Cognitive Behavioural Therapy (CBT)


CBT is based on the conclusion that our interpretations of ourselves, other people and the world are fundamental in determining how we feel, behave, act and react. This varies from person to person based on our life experiences, personality and genetic make-up.
When our thought patterns and beliefs are maladaptive and negative our interpretations will also be distorted, often resulting in problems. 
CBT focuses on the here and now problems and difficulties by helping clients to change how they think ("Cognitive") and what they do ("Behaviour)” to help them improve their state of mind and feel better.
In CBT the client is an active participant in helping to identify irrational or maladaptive thoughts, assumptions or beliefs that are related to debilitating negative emotions. Identifying what is dysfunctional or not helpful and replacing them with more realistic and self-helping alternatives is very important. To assist this process clients are asked to keep a diary of significant events and associated feelings, thoughts and behaviours which are then discussed in the sessions. Client notes and between session work is invaluable in identifying areas of concern.
Clients are then taught effective CBT problem solving skills, relaxation and distraction techniques and strategies to assist them to progress and gradually face activities which may have been avoided independent of the therapist.

Any concerns regarding possible relapses are also addressed and training given to prepare for anything that may undermine continued progress.  Formal therapy is then no longer needed.

CBT is founded on three main assumptions:
1.  Feelings and behaviours are directly affected by the was a person thinks.
2.  Negative and unrealistic patterns of thinking give rise to emotional disorders.
3.  Altering negative, unrealistic thought patterns to more positive alternatives can reduce emotional disturbance and distress.

Maladaptive thinking is “learned” and can be “unlearned”.

A person who’s depressed may come to see themselves as an ordinary member of the human race, rather than inferior or fatally flawed. Or even have another attitude: that thoughts are just thoughts, nothing more.

What Has CBT Been Helpful In Treating?
Panic, distress, emotional disorders, social, behavioural and relationship difficulties such as depression, anxiety or phobias, marital discord, violence and hostility, addictions, eating disorders, obsessive compulsive disorder, post traumatic stress disorder and more.
The advantage of CBT is that you can continue to practise and develop your skills even after the sessions have finished. This makes it less likely that your symptoms or problems will return. You regain control.

What Do CBT Sessions Involve?
CBT sessions at Finding the Answer are normally done individually but group sessions especially at the early stages are productive as well.
In the initial sessions the therapist checks to see that CBT suits you and that you feel comfortable with it. You’ll be asked questions about your past life and background to understand how it is affecting you now. You decide what you want to deal with in the short, medium and long term and together with the therapist decide on an agenda for each session.
Working together, you break each problem down into its separate parts. To help this process, your may be asked to keep a diary which will help to identify your individual patterns of thoughts, emotions, feelings and actions. Together you will look at your thoughts, feelings and behaviours to work out: if they are unrealistic or unhelpful and how they affect each other, and you.
The therapist will then help you to work out how to change unhelpful thoughts and behaviours. It's often easier to talk about doing something, much harder to actually do it, so we help you. After you have identified what you can change, your therapist will recommend "homework" so you can practise these changes in your everyday life.

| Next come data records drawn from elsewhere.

impl StateStore {
    /// Create an empty store writing to `state_path`.
    pub fn new(state_path: impl Into<PathBuf>, backup: Option<Arc<dyn BackupTransport>>) -> Self {
        Self::from_document(StateDocument::default(), state_path.into(), backup)
    }

    /// Load the store from durable storage, recovering from missing or
    /// corrupt files. A recovered or repaired model is persisted right away
    /// so the bad file is replaced before the first cycle.
    pub async fn open(
        config: &StorageConfig,
        backup: Option<Arc<dyn BackupTransport>>,
    ) -> Result<(Self, RecoveryReport), StoreError> {
        Self::open_at(config.state_path(), config.quarantine_path(), backup).await
    }

    /// Same as [`StateStore::open`] with explicit paths.
    pub async fn open_at(
        state_path: PathBuf,
        quarantine_dir: PathBuf,
        backup: Option<Arc<dyn BackupTransport>>,
    ) -> Result<(Self, RecoveryReport), StoreError> {
        let (doc, report) =
            recovery::load_or_recover(&state_path, &quarantine_dir, backup.as_deref()).await?;

        let store = Self::from_document(doc, state_path, backup);

        if report.needs_persist() {
            if let Err(e) = store.persist().await {
                error!(
                    "Failed to persist recovered state (will retry next cycle): {}",
                    e
                );
            }
        }

        info!(
            source = report.source.as_str(),
            communities = store.communities.len(),
            quarantined = report.quarantined.len(),
            "State store ready"
        );
        Ok((store, report))
    }

    fn from_document(
        doc: StateDocument,
        state_path: PathBuf,
        backup: Option<Arc<dyn BackupTransport>>,
    ) -> Self {
        let communities = doc
            .communities
            .into_iter()
            .map(|(id, record)| (id, Arc::new(CommunityState::from_record(record))))
            .collect();

        Self {
            communities,
            metadata: RwLock::new(doc.metadata),
            gate: RwLock::new(()),
            persist_lock: tokio::sync::Mutex::new(()),
            state_path,
            backup,
        }
    }

    /// Path of the durable state document.
    pub fn state_path(&self) -> &Path {
        &self.state_path
    }

    /// Current metadata block.
    pub fn metadata(&self) -> DocumentMetadata {
        self.metadata
            .read()
            .unwrap_or_else(|e| e.into_inner())
            .clone()
    }

    /// All community ids, sorted.
    pub fn community_ids(&self) -> Vec<CommunityId> {
        let mut ids: Vec<CommunityId> = self.communities.iter().map(|e| *e.key()).collect();
        ids.sort();
        ids
    }

    /// Read-only copy of one community.
    pub fn snapshot(&self, community: CommunityId) -> Option<CommunitySnapshot> {
        let state = self.community(community)?;
        let record = state.to_record();
        Some(CommunitySnapshot {
            community,
            config: record.config,
            subjects: record.subjects,
            pending_roles: record.pending_roles,
        })
    }

    /// Upsert the presence state of one (subject, platform) link.
    ///
    /// Fails with [`StoreError::LinkNotFound`] if the link was removed after
    /// the cycle's snapshot was taken; the removal wins.
    pub fn commit_delta(
        &self,
        community: CommunityId,
        member: MemberId,
        platform: Platform,
        state: PresenceState,
    ) -> Result<(), StoreError> {
        let _gate = self.read_gate();
        let community_state = self
            .community(community)
            .ok_or(StoreError::CommunityNotFound(community))?;

        let mut subject =
            community_state
                .subjects
                .get_mut(&member)
                .ok_or(StoreError::LinkNotFound {
                    community,
                    member,
                    platform,
                })?;

        let link = subject
            .links
            .get_mut(&platform)
            .ok_or(StoreError::LinkNotFound {
                community,
                member,
                platform,
            })?;

        link.presence = Some(state);
        Ok(())
    }

    /// Remember a role change that still has to be applied. It replaces any
    /// earlier pending change of the same member and is persisted with the
    /// rest of the model.
    pub fn set_pending_role(&self, intent: Intent) -> Result<(), StoreError> {
        if !intent.kind.is_role() {
            return Err(StoreError::Validation(format!(
                "{} is not a role change",
                intent.kind
            )));
        }
        let _gate = self.read_gate();
        let community_state = self
            .community(intent.community)
            .ok_or(StoreError::CommunityNotFound(intent.community))?;
        community_state.pending_roles.insert(intent.member, intent);
        Ok(())
    }

    /// Forget a member's pending role change. Returns whether one existed.
    pub fn clear_pending_role(&self, community: CommunityId, member: MemberId) -> bool {
        let _gate = self.read_gate();
        self.community(community)
            .is_some_and(|state| state.pending_roles.remove(&member).is_some())
    }

    /// Number of pending role changes across all communities.
    pub fn pending_role_count(&self) -> usize {
        self.communities
            .iter()
            .map(|entry| entry.value().pending_roles.len())
            .sum()
    }

    /// Copy of the full model.
    pub fn document(&self) -> StateDocument {
        let _gate = self.write_gate();
        self.collect_document()
    }

    fn collect_document(&self) -> StateDocument {
        StateDocument {
            metadata: self.metadata(),
            communities: self
                .communities
                .iter()
                .map(|entry| (*entry.key(), entry.value().to_record()))
                .collect(),
        }
    }

    /// Flush the full model to the durable file with an atomic replace.
    pub async fn persist(&self) -> Result<(), StoreError> {
        let _persisting = self.persist_lock.lock().await;

        let bytes = {
            let _gate = self.write_gate();
            let mut doc = self.collect_document();
            doc.metadata.saved_at = Some(Utc::now());
            doc.to_vec()?
        };

        durable::write_atomic(&self.state_path, &bytes).await?;
        debug!(
            path = %self.state_path.display(),
            bytes = bytes.len(),
            "Persisted state document"
        );
        Ok(())
    }

    /// Ship the backup-enabled part of the model to the remote transport.
    ///
    /// Best-effort: failures are logged and `None` is returned.
    pub async fn backup(&self) -> Option<BackupRef> {
        let Some(transport) = self.backup.as_ref() else {
            debug!("No backup transport configured, skipping backup");
            return None;
        };

        let export = {
            let _gate = self.write_gate();
            self.collect_document().backup_export()
        };

        if export.communities.is_empty() {
            debug!("No community has backups enabled, skipping backup");
            return None;
        }

        let bytes = match export.to_vec() {
            Ok(b) => b,
            Err(e) => {
                warn!("Failed to encode backup export: {}", e);
                return None;
            }
        };

        let staging = self.state_path.with_file_name(BACKUP_STAGING_FILE);
        if let Err(e) = durable::write_atomic(&staging, &bytes).await {
            warn!("Failed to stage backup export: {}", e);
            return None;
        }

        match transport.upload(&staging).await {
            Ok(backup_ref) => {
                self.metadata
                    .write()
                    .unwrap_or_else(|e| e.into_inner())
                    .last_backup_at = Some(backup_ref.uploaded_at);
                info!(
                    transport = transport.transport_type(),
                    name = %backup_ref.name,
                    communities = export.communities.len(),
                    bytes = backup_ref.size_bytes,
                    "Backup uploaded"
                );
                Some(backup_ref)
            }
            Err(e) => {
                warn!(
                    transport = transport.transport_type(),
                    "Backup upload failed: {}", e
                );
                None
            }
        }
    }

    pub(crate) fn community(&self, community: CommunityId) -> Option<Arc<CommunityState>> {
        self.communities
            .get(&community)
            .map(|entry| Arc::clone(entry.value()))
    }

    pub(crate) fn read_gate(&self) -> RwLockReadGuard<'_, ()> {
        self.gate.read().unwrap_or_else(|e| e.into_inner())
    }

    fn write_gate(&self) -> RwLockWriteGuard<'_, ()> {
        self.gate.write().unwrap_or_else(|e| e.into_inner())
    }
}

#[cfg(test)]
mod tests {
    use livewatch_entity::PlatformLink;

    use super::*;

    fn seeded_store(dir: &Path) -> StateStore {
        let store = StateStore::new(dir.join("state.json"), None);
        let community = Arc::new(CommunityState::default());
        let mut subject = SubjectRecord::default();
        subject
            .links
            .insert(Platform::Twitch, PlatformLink::new("alice", Utc::now()));
        community.subjects.insert(MemberId::new(7), subject);
        store.communities.insert(CommunityId::new(1), community);
        store
    }

    #[tokio::test]
    async fn test_commit_delta_upserts_single_entry() {
        let dir = tempfile::tempdir().unwrap();
        let store = seeded_store(dir.path());
        let now = Utc::now();

        let first = PresenceState::initial(now);
        store
            .commit_delta(CommunityId::new(1), MemberId::new(7), Platform::Twitch, first)
            .unwrap();

        let live = PresenceState {
            is_live: true,
            last_title: Some("Ranked".into()),
            since: Some(now),
            last_checked_at: now,
        };
        store
            .commit_delta(
                CommunityId::new(1),
                MemberId::new(7),
                Platform::Twitch,
                live.clone(),
            )
            .unwrap();

        let snapshot = store.snapshot(CommunityId::new(1)).unwrap();
        assert_eq!(snapshot.subjects[&MemberId::new(7)].links.len(), 1);
        assert_eq!(
            snapshot.presence(MemberId::new(7), Platform::Twitch),
            Some(&live)
        );
    }

    #[tokio::test]
    async fn test_commit_delta_for_missing_link_fails() {
        let dir = tempfile::tempdir().unwrap();
        let store = seeded_store(dir.path());
        let err = store
            .commit_delta(
                CommunityId::new(1),
                MemberId::new(7),
                Platform::YouTube,
                PresenceState::initial(Utc::now()),
            )
            .unwrap_err();
        assert!(matches!(err, StoreError::LinkNotFound { .. }));
    }

    #[tokio::test]
    async fn test_snapshot_is_a_copy() {
        let dir = tempfile::tempdir().unwrap();
        let store = seeded_store(dir.path());
        let mut snapshot = store.snapshot(CommunityId::new(1)).unwrap();
        snapshot.subjects.clear();
        assert_eq!(store.snapshot(CommunityId::new(1)).unwrap().subjects.len(), 1);
    }

    #[tokio::test]
    async fn test_persist_then_open_round_trips() {
        let dir = tempfile::tempdir().unwrap();
        let store = seeded_store(dir.path());
        let now = Utc::now();
        store
            .commit_delta(
                CommunityId::new(1),
                MemberId::new(7),
                Platform::Twitch,
                PresenceState {
                    is_live: true,
                    last_title: Some("Speedrun".into()),
                    since: Some(now),
                    last_checked_at: now,
                },
            )
            .unwrap();
        store.persist().await.unwrap();

        let (reopened, report) = StateStore::open_at(
            dir.path().join("state.json"),
            dir.path().join("quarantine"),
            None,
        )
        .await
        .unwrap();

        assert_eq!(report.source, recovery::LoadSource::Local);
        assert_eq!(
            reopened.snapshot(CommunityId::new(1)),
            store.snapshot(CommunityId::new(1))
        );
    }

    #[tokio::test]
    async fn test_pending_role_survives_reopen() {
        let dir = tempfile::tempdir().unwrap();
        let store = seeded_store(dir.path());
        let revoke =
            Intent::revoke_role(CommunityId::new(1), MemberId::new(7), Platform::Twitch, "alice");
        store.set_pending_role(revoke.clone()).unwrap();
        assert_eq!(store.pending_role_count(), 1);
        store.persist().await.unwrap();

        let (reopened, _) = StateStore::open_at(
            dir.path().join("state.json"),
            dir.path().join("quarantine"),
            None,
        )
        .await
        .unwrap();
        let snapshot = reopened.snapshot(CommunityId::new(1)).unwrap();
        assert_eq!(snapshot.pending_roles.get(&MemberId::new(7)), Some(&revoke));

        assert!(reopened.clear_pending_role(CommunityId::new(1), MemberId::new(7)));
        assert!(!reopened.clear_pending_role(CommunityId::new(1), MemberId::new(7)));
        assert_eq!(reopened.pending_role_count(), 0);
    }

    #[test]
    fn test_pending_role_rejects_notifications_and_unknown_communities() {
        let dir = tempfile::tempdir().unwrap();
        let store = seeded_store(dir.path());
        let notify = Intent::notify(
            CommunityId::new(1),
            MemberId::new(7),
            Platform::Twitch,
            "alice",
            None,
        );
        assert!(matches!(
            store.set_pending_role(notify),
            Err(StoreError::Validation(_))
        ));
        let grant =
            Intent::grant_role(CommunityId::new(2), MemberId::new(7), Platform::Twitch, "alice");
        assert!(matches!(
            store.set_pending_role(grant),
            Err(StoreError::CommunityNotFound(_))
        ));
    }

    #[tokio::test]
    async fn test_concurrent_commits_for_different_subjects() {
        let dir = tempfile::tempdir().unwrap();
        let store = Arc::new(StateStore::new(dir.path().join("state.json"), None));
        let community = Arc::new(CommunityState::default());
        for member in 0..32u64 {
            let mut subject = SubjectRecord::default();
            subject.links.insert(
                Platform::Twitch,
                PlatformLink::new(format!("m{member}"), Utc::now()),
            );
            community.subjects.insert(MemberId::new(member), subject);
        }
        store.communities.insert(CommunityId::new(1), community);

        let mut handles = Vec::new();
        for member in 0..32u64 {
            let store = Arc::clone(&store);
            handles.push(tokio::spawn(async move {
                store.commit_delta(
                    CommunityId::new(1),
                    MemberId::new(member),
                    Platform::Twitch,
                    PresenceState::initial(Utc::now()),
                )
            }));
        }
        for handle in handles {
            handle.await.unwrap().unwrap();
        }

        let snapshot = store.snapshot(CommunityId::new(1)).unwrap();
        assert!(
            snapshot
                .subjects
                .values()
                .all(|s| s.presence(Platform::Twitch).is_some())
        );
    }
}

Depending on the situation, you might start to:
1. Question a self-critical or upsetting thought and replace it with a positive (more realistic) one that you have developed in CBT .
2. Recognise that you are about to do something that will make you feel worse and instead, do something more helpful.
3. At each session you‘ll discuss what happened since the last session. Your therapist will help with suggestions if any of the tasks seem too hard or aren’t helping you. They wont ask you to do things you don't want to do, you decide the pace of the treatment and what you will and won't try. The strength of CBT is that you can continue to practise and develop your skills even after the sessions have finished. This makes it less likely that your symptoms or problems will return.

Is CBT Right For Everyone?
No, it’s not. If your feeling low or having difficulty in concentrating, it can be difficult, initially. Talking about feelings of depression, anxiety, shame or anger isn’t easy either. We know that. Don’t worry, we pace your sessions so you can cope with the work and continue to progress and be happier.

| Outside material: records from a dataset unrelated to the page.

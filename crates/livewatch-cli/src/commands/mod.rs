//! CLI command definitions and dispatch.

pub mod backup;
pub mod community;
pub mod link;
pub mod list;

use std::time::Duration;

use chrono::Utc;
use clap::{Parser, Subcommand};

use livewatch_core::config::AppConfig;
use livewatch_core::error::AppError;
use livewatch_store::StateStore;
use livewatch_store::backup::build_transport;

use crate::output::{self, OutputFormat};

/// LiveWatch: stream presence monitoring for chat communities
///
/// Edits the durable state file directly. Stop the server first; it
/// overwrites the file at the end of every polling cycle.
#[derive(Debug, Parser)]
#[command(name = "livewatch", version, about, long_about = None)]
pub struct Cli {
    /// Path to configuration file
    #[arg(short, long, default_value = "config/default.toml")]
    pub config: String,

    /// Output format
    #[arg(short, long, value_enum, default_value = "table")]
    pub format: OutputFormat,

    /// Subcommand to execute
    #[command(subcommand)]
    pub command: Commands,
}

/// Top-level commands
#[derive(Debug, Subcommand)]
pub enum Commands {
    /// Manage platform links
    Link(link::LinkArgs),
    /// Manage community settings
    Community(community::CommunityArgs),
    /// List a community's linked subjects
    List(list::ListArgs),
    /// Remote backups
    Backup(backup::BackupArgs),
}

impl Cli {
    /// Execute the CLI command
    pub async fn execute(&self) -> Result<(), AppError> {
        let config = load_config(&self.config)?;
        match &self.command {
            Commands::Link(args) => link::execute(args, &config).await,
            Commands::Community(args) => community::execute(args, &config, self.format).await,
            Commands::List(args) => list::execute(args, &config, self.format).await,
            Commands::Backup(args) => backup::execute(args, &config).await,
        }
    }
}

/// Helper: load configuration from file
pub fn load_config(config_path: &str) -> Result<AppConfig, AppError> {
    AppConfig::load(config_path)
}

/// Helper: open the state store the same way the server does, recovering
/// from a corrupt file if needed.
pub async fn open_store(config: &AppConfig) -> Result<StateStore, AppError> {
    tokio::fs::create_dir_all(&config.storage.data_root)
        .await
        .map_err(|e| {
            AppError::storage(format!(
                "Failed to create data root '{}': {}",
                config.storage.data_root, e
            ))
        })?;

    let transport = build_transport(
        &config.backup,
        Duration::from_secs(config.platforms.request_timeout_seconds),
    )
    .await?;
    let (store, report) = StateStore::open(&config.storage, transport).await?;

    for path in &report.quarantined {
        output::print_warning(&format!(
            "Corrupt state quarantined to '{}' (loaded from {})",
            path.display(),
            report.source.as_str()
        ));
    }

    if store
        .metadata()
        .saved_within(Utc::now(), config.scheduler.poll_interval())
    {
        output::print_warning(
            "The state file was written within the last poll interval; if the server \
             is running it may overwrite these changes",
        );
    }
    Ok(store)
}

/// Helper: write the store back to disk.
pub async fn save(store: &StateStore) -> Result<(), AppError> {
    store.persist().await.map_err(AppError::from)
}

How long will the treatment last?
The average is about 10 sessions over 10 weeks. It depends on the type of problem and how CBT is working for you. Some clients do take longer as it’s not a thing you can rush and help and support is vital for improvement and a better life. New research suggests CBT may be better than antidepressants at preventing depression returning. Help and assistance is always available even after the formal sessions have finished so you’ll always have our support.

In Wales two computer-based programmes have been approved for use by the NHS. This is due to the demand for CBT counsellors and therapists being so great and long delays existing between clients asking for CBT and actually beginning therapy.